Data extracted from a collection:
════════
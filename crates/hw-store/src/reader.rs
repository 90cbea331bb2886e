//! Webhook Registry Reader
//!
//! Loads webhook records at bootstrap and normalizes their topic lists.
//! Legacy records store topics as `{"value": "order_created"}` objects; the
//! first read flattens and deduplicates them and writes the flat form back.

use std::collections::{BTreeSet, HashSet};
use std::sync::Arc;

use hw_common::{Topic, WebhookConfig};
use serde_json::Value;
use tracing::{debug, info, warn};

use crate::{Result, StoredWebhook, WebhookStore};

/// Flat topic keys plus whether the stored form needs rewriting
#[derive(Debug, Clone, PartialEq, Eq)]
pub struct NormalizedTopics {
    pub keys: Vec<String>,
    pub changed: bool,
}

/// Flatten and deduplicate raw stored topic entries, keeping first-seen order.
///
/// Entries that are neither strings nor `{"value": <string>}` objects are
/// dropped. Any flattening, trimming, dropping or deduplication marks the
/// result as changed.
pub fn normalize_topics(raw: &[Value]) -> NormalizedTopics {
    let mut keys = Vec::with_capacity(raw.len());
    let mut seen = HashSet::new();
    let mut changed = false;

    for entry in raw {
        let key = match entry {
            Value::String(s) => {
                if s.trim() != s {
                    changed = true;
                }
                s.trim()
            }
            Value::Object(map) => {
                changed = true;
                match map.get("value").and_then(Value::as_str) {
                    Some(s) => s.trim(),
                    None => continue,
                }
            }
            _ => {
                changed = true;
                continue;
            }
        };

        if key.is_empty() {
            changed = true;
            continue;
        }

        if seen.insert(key.to_string()) {
            keys.push(key.to_string());
        } else {
            changed = true;
        }
    }

    NormalizedTopics { keys, changed }
}

/// Map flat keys onto catalog topics, ignoring unknown ones
fn catalog_topics(webhook_id: &str, keys: &[String]) -> BTreeSet<Topic> {
    keys.iter()
        .filter_map(|key| {
            let topic = Topic::from_flat_key(key);
            if topic.is_none() {
                debug!(webhook_id = %webhook_id, topic = %key, "Ignoring topic outside the catalog");
            }
            topic
        })
        .collect()
}

fn to_config(stored: StoredWebhook, keys: &[String]) -> WebhookConfig {
    let topics = catalog_topics(&stored.id, keys);
    WebhookConfig {
        id: stored.id,
        delivery_url: stored.delivery_url,
        secret: stored.secret,
        topics,
        status: stored.status,
        failure_count: stored.failure_count,
    }
}

/// Reads webhook records for the listener registry and dispatcher
#[derive(Clone)]
pub struct RegistryReader {
    store: Arc<dyn WebhookStore>,
}

impl RegistryReader {
    pub fn new(store: Arc<dyn WebhookStore>) -> Self {
        Self { store }
    }

    pub fn store(&self) -> &Arc<dyn WebhookStore> {
        &self.store
    }

    /// List published webhooks with normalized topics.
    ///
    /// Records whose stored topics needed normalization are rewritten in
    /// flat form. A failed rewrite is logged and the normalized view is
    /// still returned.
    pub async fn load_published(&self) -> Result<Vec<WebhookConfig>> {
        let records = self.store.list().await?;
        let total = records.len();
        let mut published = Vec::new();

        for record in records {
            let normalized = normalize_topics(&record.topics);

            if normalized.changed {
                let before = Value::Array(record.topics.clone());
                match self.store.save_topics(&record.id, &normalized.keys).await {
                    Ok(()) => info!(
                        webhook_id = %record.id,
                        before = %before,
                        after = ?normalized.keys,
                        "Migrated legacy webhook topic entries to flat form"
                    ),
                    Err(e) => warn!(
                        webhook_id = %record.id,
                        error = %e,
                        "Failed to persist normalized webhook topics"
                    ),
                }
            }

            let config = to_config(record, &normalized.keys);
            if config.is_published() {
                published.push(config);
            }
        }

        info!(
            store = %self.store.name(),
            total = total,
            published = published.len(),
            "Loaded webhook registry"
        );

        Ok(published)
    }

    /// Normalized view of one record, without persisting any migration
    pub async fn find(&self, id: &str) -> Result<Option<WebhookConfig>> {
        Ok(self.store.get(id).await?.map(|record| {
            let normalized = normalize_topics(&record.topics);
            to_config(record, &normalized.keys)
        }))
    }
}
════════
Instructions to follow: Starting with the line that holds "Legacy records store" and ending with the line that holds "#[derive(Debug, Clone, PartialEq, Eq)]", retype every line in the data above exactly, and nothing else.

Response:
//! Legacy records store topics as `{"value": "order_created"}` objects; the
//! first read flattens and deduplicates them and writes the flat form back.

use std::collections::{BTreeSet, HashSet};
use std::sync::Arc;

use hw_common::{Topic, WebhookConfig};
use serde_json::Value;
use tracing::{debug, info, warn};

use crate::{Result, StoredWebhook, WebhookStore};

/// Flat topic keys plus whether the stored form needs rewriting
#[derive(Debug, Clone, PartialEq, Eq)]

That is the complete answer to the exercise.